The Yaesu side (other side of the tracks) is modern glass; nothing photogenic there. Stick to Marunouchi for the architecture.

Consider This Instead

For more red-brick Tokyo architecture, the Yokohama Akarenga (Red Brick Warehouse) 30 minutes south is the same Meiji-era industrial aesthetic, on the harbour. Inside Tokyo, the Imperial Palace East Gardens 10 minutes west pair architecture-walk + Edo-castle history.

Yokohama Red Brick Warehouse at dusk

How to Get There

Getting There

  1. 1
    Take JR Yamanote/Keihin-Tohoku Line → Tokyo Station
    varies¥150–210
  2. 2
    Exit Marunouchi Central Exit → facade plaza
    2 minfree
  1. 1
    Take Narita Express → Tokyo Station
    60 min¥3,070
  2. 2
    Exit Marunouchi Central Exit → facade plaza
    2 minfree

Tips

  • KITTE rooftop is the elevated photo. Free; 6F garden looks straight down on the facade — the postcard angle.
  • Sunset light-up. Facade illuminated nightly — best photographed at blue hour (~30 min after sunset).
  • Marunouchi Naka-dori for lunch. Tokyo’s polished restaurant strip; reservations not needed for most spots.
  • Don’t pay for the dome interior.

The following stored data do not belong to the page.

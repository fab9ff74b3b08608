use bytes::{BufMut, Bytes, BytesMut};

/// Server reply
#[derive(Clone, Debug, PartialEq, Eq)]
pub enum Reply {
    Pong,
    Ok,
    Bulk(Bytes),
    Null,
    /// `-ERR <message>.`
    Error(String),
    /// `-ERR <expected token count>`
    WrongArity(usize),
}

impl Reply {
    pub fn error<E: ToString>(err: E) -> Reply {
        Reply::Error(err.to_string())
    }

    pub fn encode(&self, dst: &mut BytesMut) {
        match self {
            Reply::Pong => dst.put_slice(b"+PONG\n"),
            Reply::Ok => dst.put_slice(b"+OK\n"),
            Reply::Bulk(value) => {
                let header = format!("${}\n", value.len());
                dst.reserve(header.len() + value.len() + 1);
                dst.put_slice(header.as_bytes());
                dst.put_slice(value);
                dst.put_u8(b'\n');
            }
            Reply::Null => dst.put_slice(b"$-1\n"),
            Reply::Error(message) => {
                dst.put_slice(b"-ERR ");
                dst.put_slice(message.as_bytes());
                dst.put_slice(b".\n");
            }
            Reply::WrongArity(expected) => {
                dst.put_slice(format!("-ERR {}\n", expected).as_bytes());
            }
        }
    }

    pub fn to_bytes(&self) -> Bytes {
        let mut dst = BytesMut::new();
        self.encode(&mut dst);
        dst.freeze()
    }
}
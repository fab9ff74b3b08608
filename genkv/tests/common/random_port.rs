use lazy_static::lazy_static;

use std::sync::Mutex;

const STARTING_PORT: u16 = 17000;
pub struct PseudoRandomGenkvdPort {
    port: u16,
}

impl PseudoRandomGenkvdPort {
    pub fn new() -> PseudoRandomGenkvdPort {
        PseudoRandomGenkvdPort {
            port: STARTING_PORT,
        }
    }

    pub fn get_next_port(&mut self) -> u16 {
        self.port += 10;
        self.port
    }
}

lazy_static! {
    pub static ref PSEUDO_RANDOM_PORT: Mutex<PseudoRandomGenkvdPort> =
        Mutex::new(PseudoRandomGenkvdPort::new());
}
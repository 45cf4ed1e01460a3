//! Core data models for flight paths, aircraft and scenarios.

use crate::error::{Result, ScenarioError};
use chrono::{DateTime, NaiveDate, NaiveTime, Utc};
use serde::{Deserialize, Serialize};
use std::collections::BTreeMap;
use std::fmt;
use uuid::Uuid;

pub const MIN_ALTITUDE_M: f64 = 0.0;
pub const MAX_ALTITUDE_M: f64 = 10_000.0;

/// 3D position with latitude, longitude and altitude.
#[derive(Debug, Clone, Copy, PartialEq, Serialize, Deserialize)]
pub struct Position {
    /// Latitude in degrees
    pub lat: f64,
    /// Longitude in degrees
    pub lon: f64,
    /// Altitude in meters
    pub alt: f64,
}

impl Position {
    /// Create a position, rejecting values outside the valid ranges.
    pub fn new(lat: f64, lon: f64, alt: f64) -> Result<Self> {
        let position = Self { lat, lon, alt };
        position.validate()?;
        Ok(position)
    }

    pub fn validate(&self) -> Result<()> {
        check_range("lat", self.lat, -90.0, 90.0)?;
        check_range("lon", self.lon, -180.0, 180.0)?;
        check_range("alt", self.alt, MIN_ALTITUDE_M, MAX_ALTITUDE_M)
    }
}

fn check_range(field: &'static str, value: f64, min: f64, max: f64) -> Result<()> {
    // NaN fails the range check as well.
    if (min..=max).contains(&value) {
        Ok(())
    } else {
        Err(ScenarioError::InvalidPosition {
            field,
            value,
            min,
            max,
            index: None,
        })
    }
}

/// Waypoint in a flight path.
#[derive(Debug, Clone, PartialEq, Serialize, Deserialize)]
pub struct Waypoint {
    /// Sequence-derived identifier (WP001, WP002, ...)
    pub id: String,
    /// Zero-based order in the flight path
    pub sequence: usize,
    pub position: Position,
    /// Distance from the previous waypoint in kilometers (0 for the first)
    #[serde(default)]
    pub distance_from_previous: f64,
}

/// Waypoint annotated with an estimated time of arrival.
#[derive(Debug, Clone, PartialEq, Serialize, Deserialize)]
pub struct WaypointWithEta {
    #[serde(flatten)]
    pub waypoint: Waypoint,
    pub estimated_arrival_time: DateTime<Utc>,
    /// Speed in km/h
    #[serde(default)]
    pub speed: f64,
}

impl WaypointWithEta {
    pub fn sequence(&self) -> usize {
        self.waypoint.sequence
    }

    pub fn position(&self) -> &Position {
        &self.waypoint.position
    }
}

/// Input coordinate in (lon, lat[, alt]) order, WGS84 degrees and meters.
///
/// Serialized as a 2- or 3-element array, the way GeoJSON stores vertices.
#[derive(Debug, Clone, Copy, PartialEq, Serialize, Deserialize)]
#[serde(try_from = "Vec<f64>", into = "Vec<f64>")]
pub struct Coordinate {
    pub lon: f64,
    pub lat: f64,
    pub alt: Option<f64>,
}

impl Coordinate {
    pub fn new(lon: f64, lat: f64) -> Self {
        Self { lon, lat, alt: None }
    }

    pub fn with_altitude(lon: f64, lat: f64, alt: f64) -> Self {
        Self {
            lon,
            lat,
            alt: Some(alt),
        }
    }
}

impl TryFrom<Vec<f64>> for Coordinate {
    type Error = String;

    fn try_from(values: Vec<f64>) -> std::result::Result<Self, Self::Error> {
        match values.as_slice() {
            [lon, lat] => Ok(Self::new(*lon, *lat)),
            [lon, lat, alt] => Ok(Self::with_altitude(*lon, *lat, *alt)),
            other => Err(format!(
                "coordinate must have 2 or 3 values, got {}",
                other.len()
            )),
        }
    }
}

impl From<Coordinate> for Vec<f64> {
    fn from(coord: Coordinate) -> Self {
        match coord.alt {
            Some(alt) => vec![coord.lon, coord.lat, alt],
            None => vec![coord.lon, coord.lat],
        }
    }
}

/// Flight path imported from a line geometry.
///
/// Constructed through `FlightPath::new` so that the waypoint count and
/// total distance invariants hold.
#[derive(Debug, Clone, Serialize, Deserialize)]
pub struct FlightPath {
    pub id: Uuid,
    pub name: String,
    #[serde(default)]
    pub source_file: Option<String>,
    /// Line geometry vertices
    pub geometry: Vec<Coordinate>,
    pub waypoints: Vec<Waypoint>,
    /// Total distance in kilometers
    pub total_distance: f64,
    pub imported_at: DateTime<Utc>,
}

/// Aircraft performance and evaluation profile.
#[derive(Debug, Clone, PartialEq, Serialize, Deserialize)]
pub struct Aircraft {
    /// Aircraft model identifier
    pub id: String,
    pub name: String,
    pub manufacturer: String,
    /// Cruise speed in km/h
    pub cruise_speed: f64,
    /// Maximum speed in km/h
    pub max_speed: f64,
    /// Climb rate in m/min
    pub climb_rate: f64,
    /// Descent rate in m/min
    pub descent_rate: f64,
    /// Maximum altitude in meters
    pub max_altitude: f64,
    /// Range in kilometers
    pub range: f64,
    /// Noise level per flight phase name
    #[serde(default)]
    pub noise_profile: BTreeMap<String, f64>,
    /// Free-form parameters consumed by risk algorithms
    #[serde(default)]
    pub risk_parameters: serde_json::Map<String, serde_json::Value>,
}

impl Aircraft {
    /// Check the performance profile.
    ///
    /// All performance figures must be positive and the maximum speed must
    /// be strictly greater than the cruise speed.
    pub fn validate(&self) -> Result<()> {
        let positive = [
            ("cruise_speed", self.cruise_speed),
            ("max_speed", self.max_speed),
            ("climb_rate", self.climb_rate),
            ("descent_rate", self.descent_rate),
            ("max_altitude", self.max_altitude),
            ("range", self.range),
        ];
        for (field, value) in positive {
            if !(value.is_finite() && value > 0.0) {
                return Err(self.profile_error(field, format!("{value} must be positive")));
            }
        }
        self.check_speed_envelope()
    }

    /// Max speed must exceed cruise speed.
    pub fn check_speed_envelope(&self) -> Result<()> {
        if self.max_speed > self.cruise_speed {
            Ok(())
        } else {
            Err(self.profile_error(
                "max_speed",
                format!(
                    "max speed {} km/h must be greater than cruise speed {} km/h",
                    self.max_speed, self.cruise_speed
                ),
            ))
        }
    }

    fn profile_error(&self, field: &'static str, reason: String) -> ScenarioError {
        ScenarioError::InvalidAircraftProfile {
            aircraft_id: self.id.clone(),
            field,
            reason,
        }
    }
}

#[derive(Debug, Clone, Copy, Default, PartialEq, Eq, Hash, Serialize, Deserialize)]
#[serde(rename_all = "lowercase")]
pub enum ScenarioStatus {
    /// Built but not yet validated
    #[default]
    Draft,
    /// Validated, ready for evaluation
    Ready,
    /// Evaluation request issued
    Evaluating,
    /// All requested evaluation types have results
    Completed,
}

impl ScenarioStatus {
    pub fn as_str(&self) -> &'static str {
        match self {
            ScenarioStatus::Draft => "draft",
            ScenarioStatus::Ready => "ready",
            ScenarioStatus::Evaluating => "evaluating",
            ScenarioStatus::Completed => "completed",
        }
    }

    /// Whether the lifecycle allows moving from `self` to `next`.
    ///
    /// An abandoned evaluation may fall back from evaluating to ready.
    /// Nothing leaves completed.
    pub fn can_transition_to(&self, next: ScenarioStatus) -> bool {
        matches!(
            (self, next),
            (ScenarioStatus::Draft, ScenarioStatus::Ready)
                | (ScenarioStatus::Ready, ScenarioStatus::Evaluating)
                | (ScenarioStatus::Evaluating, ScenarioStatus::Completed)
                | (ScenarioStatus::Evaluating, ScenarioStatus::Ready)
        )
    }
}

impl fmt::Display for ScenarioStatus {
    fn fmt(&self, f: &mut fmt::Formatter<'_>) -> fmt::Result {
        f.write_str(self.as_str())
    }
}

/// Request to create a flight scenario.
#[derive(Debug, Clone, Serialize, Deserialize)]
pub struct ScenarioRequest {
    pub name: String,
    #[serde(default)]
    pub description: Option<String>,
    pub flight_date: NaiveDate,
    pub departure_time: NaiveTime,
    pub aircraft_id: String,
    pub flight_path_id: Uuid,
}

/// Flight scenario combining date, time, aircraft and path.
///
/// The ETA sequence and status are only changed through the builder and
/// the lifecycle methods; amending a scenario means building a new one.
#[derive(Debug, Clone, Serialize, Deserialize)]
pub struct FlightScenario {
    pub id: Uuid,
    pub name: String,
    #[serde(default)]
    pub description: Option<String>,
    pub flight_date: NaiveDate,
    pub departure_time: NaiveTime,
    pub aircraft_id: String,
    pub flight_path_id: Uuid,
    pub(crate) waypoints_with_eta: Vec<WaypointWithEta>,
    pub(crate) status: ScenarioStatus,
    pub created_at: DateTime<Utc>,
    pub updated_at: DateTime<Utc>,
}

impl FlightScenario {
    pub fn waypoints_with_eta(&self) -> &[WaypointWithEta] {
        &self.waypoints_with_eta
    }

    pub fn status(&self) -> ScenarioStatus {
        self.status
    }

    /// Departure timestamp (ETA of the first waypoint).
    pub fn departure(&self) -> Option<DateTime<Utc>> {
        self.waypoints_with_eta
            .first()
            .map(|wp| wp.estimated_arrival_time)
    }

    /// ETA of the final waypoint.
    pub fn arrival_time(&self) -> Option<DateTime<Utc>> {
        self.waypoints_with_eta
            .last()
            .map(|wp| wp.estimated_arrival_time)
    }

    pub fn total_duration(&self) -> Option<chrono::Duration> {
        Some(self.arrival_time()? - self.departure()?)
    }

    /// Move to `next`, enforcing the lifecycle.
    pub(crate) fn transition_to(&mut self, next: ScenarioStatus, now: DateTime<Utc>) -> Result<()> {
        if !self.status.can_transition_to(next) {
            return Err(ScenarioError::InvalidTransition {
                from: self.status,
                to: next,
            });
        }
        tracing::info!(
            scenario_id = %self.id,
            from = %self.status,
            to = %next,
            "Scenario status changed"
        );
        self.status = next;
        self.updated_at = now;
        Ok(())
    }
}

/// Progress state of an evaluation request.
#[derive(Debug, Clone, Copy, Default, PartialEq, Eq, Hash, Serialize, Deserialize)]
#[serde(rename_all = "lowercase")]
pub enum EvaluationStatus {
    #[default]
    Pending,
    Running,
    Completed,
    Failed,
}

impl EvaluationStatus {
    pub fn as_str(&self) -> &'static str {
        match self {
            EvaluationStatus::Pending => "pending",
            EvaluationStatus::Running => "running",
            EvaluationStatus::Completed => "completed",
            EvaluationStatus::Failed => "failed",
        }
    }

    pub fn is_finished(&self) -> bool {
        matches!(self, EvaluationStatus::Completed | EvaluationStatus::Failed)
    }
}

impl fmt::Display for EvaluationStatus {
    fn fmt(&self, f: &mut fmt::Formatter<'_>) -> fmt::Result {
        f.write_str(self.as_str())
    }
}

/// Request to run one or more evaluation types against a scenario.
#[derive(Debug, Clone, PartialEq, Serialize, Deserialize)]
pub struct EvaluationRequest {
    pub id: Uuid,
    pub scenario_id: Uuid,
    pub evaluation_types: Vec<String>,
    pub requested_at: DateTime<Utc>,
    #[serde(default)]
    pub status: EvaluationStatus,
    /// Fraction of requested types finished, 0.0 to 1.0
    #[serde(default)]
    pub progress: f64,
    #[serde(default)]
    pub error_message: Option<String>,
    #[serde(default)]
    pub completed_at: Option<DateTime<Utc>>,
}

impl EvaluationRequest {
    pub fn new(scenario_id: Uuid, evaluation_types: Vec<String>, requested_at: DateTime<Utc>) -> Self {
        Self {
            id: Uuid::new_v4(),
            scenario_id,
            evaluation_types,
            requested_at,
            status: EvaluationStatus::Pending,
            progress: 0.0,
            error_message: None,
            completed_at: None,
        }
    }
}

/// Stored output of one evaluation type for a request.
#[derive(Debug, Clone, PartialEq, Serialize, Deserialize)]
pub struct EvaluationResult {
    pub id: Uuid,
    pub evaluation_request_id: Uuid,
    pub evaluation_type: String,
    pub algorithm_version: String,
    pub output_data: serde_json::Value,
    pub created_at: DateTime<Utc>,
}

Walk the corridor underneath for free; the Tokyo Station Gallery upstairs (¥1,500) is rotating exhibitions and not always worth it.

FAQ

Is the inside of Tokyo Station worth visiting?

The corridor under the dome ceiling is free and worth a 5-minute look. The Tokyo Station Hotel is for guests/diners only. The Tokyo Station Gallery (¥1,500) is rotating exhibitions — check current show before paying.

Best time to photograph the facade?

Blue hour, ~30 min after sunset. The brick warms up under the floodlights against the deep blue sky. Tripods OK on the plaza.

Can I walk through to the Yaesu side?

Yes, the underground concourse runs under the tracks. Yaesu side is modern glass — useful for the Yaesu shinkansen exits, not photogenic.